# 物体認識

PyTorch に実装された標準機能を利用して、画像中に映っている物体の分類を行うモデルを構築・評価を行うサンプルコード。

## セットアップ

In [1]:
import torch
import torchvision


device = torch.device('cuda:0' if torch.cuda.is_available() else 'cpu')


transform_train = torchvision.transforms.Compose([
     torchvision.transforms.RandomCrop(224),
     torchvision.transforms.RandomHorizontalFlip(0.5),
     torchvision.transforms.RandomAffine(45),
     torchvision.transforms.ToTensor(),
     torchvision.transforms.Normalize([0.485, 0.456, 0.406], [0.229, 0.224, 0.225])
])

transform_valid = torchvision.transforms.Compose([
     torchvision.transforms.CenterCrop(224),
     torchvision.transforms.ToTensor(),
     torchvision.transforms.Normalize([0.485, 0.456, 0.406], [0.229, 0.224, 0.225])
])


train_data_dir = '/data/workshop1/rcait/dataset/citrus/leaves/train'
valid_data_dir = '/data/workshop1/rcait/dataset/citrus/leaves/valid'

# training dataset
trainset = torchvision.datasets.ImageFolder(train_data_dir, transform=transform_train)
trainloader = torch.utils.data.DataLoader(trainset, batch_size=32, shuffle=True)

# validation dataset
validset = torchvision.datasets.ImageFolder(valid_data_dir, transform=transform_valid)
validloader = torch.utils.data.DataLoader(validset, batch_size=32, shuffle=False)

## モデル構築

In [3]:
net = torchvision.models.vgg16(pretrained=True)
num_ftrs = net.classifier[6].in_features
net.classifier[6] = torch.nn.Linear(num_ftrs, len(trainset.classes))
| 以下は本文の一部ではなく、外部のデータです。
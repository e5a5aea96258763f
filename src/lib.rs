//! spacetraveling: a blog front end for a headless content API
//!
//! Posts are fetched from a Prismic repository and rendered with Tera
//! templates, either exported as static files or served by a small server
//! that regenerates pages in the background.

pub mod cache;
pub mod commands;
pub mod config;
pub mod content;
pub mod error;
pub mod generator;
pub mod helpers;
pub mod i18n;
pub mod pages;
pub mod server;
pub mod templates;

#[cfg(test)]
mod test_support;

use anyhow::Result;
use std::path::Path;

/// A site directory and its configuration
#[derive(Debug, Clone)]
pub struct Spacetraveling {
    /// Site configuration
    pub config: config::SiteConfig,
    /// Base directory
    pub base_dir: std::path::PathBuf,
    /// Source directory (static assets, languages, template overrides)
    pub source_dir: std::path::PathBuf,
    /// Public (output) directory
    pub public_dir: std::path::PathBuf,
}

impl Spacetraveling {
    /// Load the site in `base_dir`; a missing `_config.yml` means defaults
    pub fn new<P: AsRef<Path>>(base_dir: P) -> Result<Self> {
        let base_dir = base_dir.as_ref().to_path_buf();
        let config_path = base_dir.join("_config.yml");

        let mut config = if config_path.exists() {
            config::SiteConfig::load(&config_path)?
        } else {
            config::SiteConfig::default()
        };
        config.apply_env();

        let source_dir = base_dir.join(&config.source_dir);
        let public_dir = base_dir.join(&config.public_dir);

        Ok(Self {
            config,
            base_dir,
            source_dir,
            public_dir,
        })
    }

    /// Export the site into the public directory
    pub async fn generate(&self) -> Result<()> {
        commands::generate::run(self).await
    }

    /// Remove the public directory
    pub fn clean(&self) -> Result<()> {
        commands::clean::run(self)
    }
}

#[cfg(test)]
mod tests {
    use super::*;
    use std::fs;

    #[test]
    fn test_new_without_config() {
        let dir = tempfile::tempdir().unwrap();
        let site = Spacetraveling::new(dir.path()).unwrap();
        assert_eq!(site.config.title, "spacetraveling");
        assert_eq!(site.source_dir, dir.path().join("source"));
        assert_eq!(site.public_dir, dir.path().join("public"));
    }

    #[test]
    fn test_new_with_config() {
        let dir = tempfile::tempdir().unwrap();
        fs::write(
            dir.path().join("_config.yml"),
            "title: My Blog\npublic_dir: out\nhome:\n  page_size: 2\n",
        )
        .unwrap();
        let site = Spacetraveling::new(dir.path()).unwrap();
        assert_eq!(site.config.title, "My Blog");
        assert_eq!(site.config.home.page_size, 2);
        assert_eq!(site.public_dir, dir.path().join("out"));
    }

    #[test]
    fn test_new_with_invalid_config() {
        let dir = tempfile::tempdir().unwrap();
        fs::write(dir.path().join("_config.yml"), "home: [1, 2").unwrap();
        assert!(Spacetraveling::new(dir.path()).is_err());
    }
}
optimizer = torch.optim.Adam(net.parameters(), lr=0.001)
criterion = torch.nn.CrossEntropyLoss()
net.train()
net = net.to(device)

for epoch in range(20):
    
    running_loss = 0.0
    n_correct = 0
    n_total = 0
  
    for data in trainloader:

        inputs, labels = data
        inputs = inputs.to(device)
        labels = labels.to(device)

        optimizer.zero_grad()

        outputs = net(inputs)

        _, predicted = torch.max(outputs.data, 1)
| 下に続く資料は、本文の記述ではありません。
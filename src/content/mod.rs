//! Content module - content API access, documents, and post models

mod client;
mod document;
mod post;
mod query;
pub mod rich_text;

pub use client::{ContentSource, PrismicClient};
pub use document::{ApiPage, ApiRef, ApiRoot, Banner, ContentSlice, Document, PostData};
pub use post::{ContentBlock, PostDetail, PostSummary};
pub use query::{Ordering, Predicate, Query, FIRST_PUBLICATION_DATE};
pub use rich_text::RichTextNode;
//! Wire format of the content API (API root and search responses)

use serde::{Deserialize, Serialize};

use super::rich_text::RichTextNode;

/// API root document, listing the available refs
#[derive(Debug, Clone, Serialize, Deserialize)]
pub struct ApiRoot {
    #[serde(default)]
    pub refs: Vec<ApiRef>,
}

#[derive(Debug, Clone, Serialize, Deserialize)]
pub struct ApiRef {
    pub id: String,
    #[serde(rename = "ref")]
    pub reference: String,
    #[serde(default)]
    pub label: Option<String>,
    #[serde(rename = "isMasterRef", default)]
    pub is_master_ref: bool,
}

impl ApiRoot {
    /// The ref pointing at published content
    pub fn master_ref(&self) -> Option<&str> {
        self.refs
            .iter()
            .find(|r| r.is_master_ref)
            .map(|r| r.reference.as_str())
    }
}

/// One page of search results
#[derive(Debug, Clone, Default, Serialize, Deserialize)]
pub struct ApiPage {
    #[serde(default)]
    pub page: u32,
    #[serde(default)]
    pub results_per_page: u32,
    #[serde(default)]
    pub results_size: u32,
    #[serde(default)]
    pub total_results_size: u32,
    #[serde(default)]
    pub total_pages: u32,
    #[serde(default)]
    pub next_page: Option<String>,
    #[serde(default)]
    pub prev_page: Option<String>,
    #[serde(default)]
    pub results: Vec<Document>,
}

/// A document of the post type
#[derive(Debug, Clone, Serialize, Deserialize)]
pub struct Document {
    pub id: String,
    #[serde(default)]
    pub uid: Option<String>,
    #[serde(rename = "type", default)]
    pub doc_type: String,
    #[serde(default)]
    pub first_publication_date: Option<String>,
    #[serde(default)]
    pub last_publication_date: Option<String>,
    #[serde(default)]
    pub data: PostData,
}

/// Custom fields of a post document
#[derive(Debug, Clone, Default, Serialize, Deserialize)]
#[serde(default)]
pub struct PostData {
    pub title: String,
    pub subtitle: String,
    pub author: String,
    pub banner: Banner,
    pub content: Vec<ContentSlice>,
}

#[derive(Debug, Clone, Default, Serialize, Deserialize)]
#[serde(default)]
pub struct Banner {
    pub url: Option<String>,
    pub alt: Option<String>,
}

/// Group field entry: a heading followed by rich text
#[derive(Debug, Clone, Default, Serialize, Deserialize)]
#[serde(default)]
pub struct ContentSlice {
    pub heading: String,
    pub body: Vec<RichTextNode>,
}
        res = (predicted == labels)
        res = res.sum().item()
        n_correct = n_correct + res
        n_total = n_total + len(labels)

        loss = criterion(outputs, labels)
        running_loss +=  loss.item()

        loss.backward()
        optimizer.step()
        
    print([running_loss, n_correct / n_total])
  

## モデル検証

In [None]:
net.eval()

n_correct = 0
n_total = 0

for data in validloader:
    inputs, labels = data
    inputs = inputs.to(device)
    labels = labels.to(device)

    outputs = net(inputs)

    _, predicted = torch.max(outputs.data, 1)
    
    res = (predicted == labels)
    res = res.sum().item()

    n_correct = n_correct + res
    n_total = n_total + len(labels)

val_acc = n_correct / n_total
print(val_acc)

## モデル保存


In [None]:
net = net.to('cpu')
torch.save(net.state_dict(), 'vgg16net_weights.pth')

## 推論


In [None]:
app = torchvision.models.vgg16(pretrained=False)
num_ftrs = app.classifier[6].in_features
app.classifier[6] = torch.nn.Linear(num_ftrs, 5)

# load weights into the initialized model
app.load_state_dict(torch.load('vgg16net_weights.pth'))

# change to inference (evaluation) mode
app.eval()

In [None]:
import PIL
import numpy as np
import matplotlib.pyplot as plt

img_path = '/data/workshop1/rcait/dataset/citrus/leaves/valid/healthy/19.pn.png'

im = PIL.Image.open(img_path)
plt.imshow(np.asarray(im))

In [None]:
def image_loader(image_path):
    im = PIL.Image.open(image_path)
    im = transform_valid(im)
    im = im.unsqueeze(0)
    return im


x = image_loader(img_path)
output = app(x)

print(output)
print(trainset.classes)

In [None]:
prob1 = torch.softmax(output, dim=1).detach().numpy().copy()
print(prob1)

In [None]:
prob2 = torch.sigmoid(output).detach().numpy().copy()
print(prob2)